_EXERCISE BRIEF_
The lines to copy are those with "Running" in them. Pull each one from the entries below.

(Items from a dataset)

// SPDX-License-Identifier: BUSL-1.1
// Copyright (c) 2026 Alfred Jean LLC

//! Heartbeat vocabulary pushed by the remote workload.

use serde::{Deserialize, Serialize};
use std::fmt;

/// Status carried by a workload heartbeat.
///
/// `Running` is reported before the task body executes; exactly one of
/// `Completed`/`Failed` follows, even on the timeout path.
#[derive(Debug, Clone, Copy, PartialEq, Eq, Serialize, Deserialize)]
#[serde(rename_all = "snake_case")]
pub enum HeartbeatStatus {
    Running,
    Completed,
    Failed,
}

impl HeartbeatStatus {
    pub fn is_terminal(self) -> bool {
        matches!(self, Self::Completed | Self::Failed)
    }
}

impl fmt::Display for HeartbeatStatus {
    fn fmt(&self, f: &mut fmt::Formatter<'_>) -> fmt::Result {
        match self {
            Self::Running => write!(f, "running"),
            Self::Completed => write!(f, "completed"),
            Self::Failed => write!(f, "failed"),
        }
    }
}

_YOUR SOLUTION_
/// `Running` is reported before the task body executes; exactly one of
    Running,
            Self::Running => write!(f, "running"),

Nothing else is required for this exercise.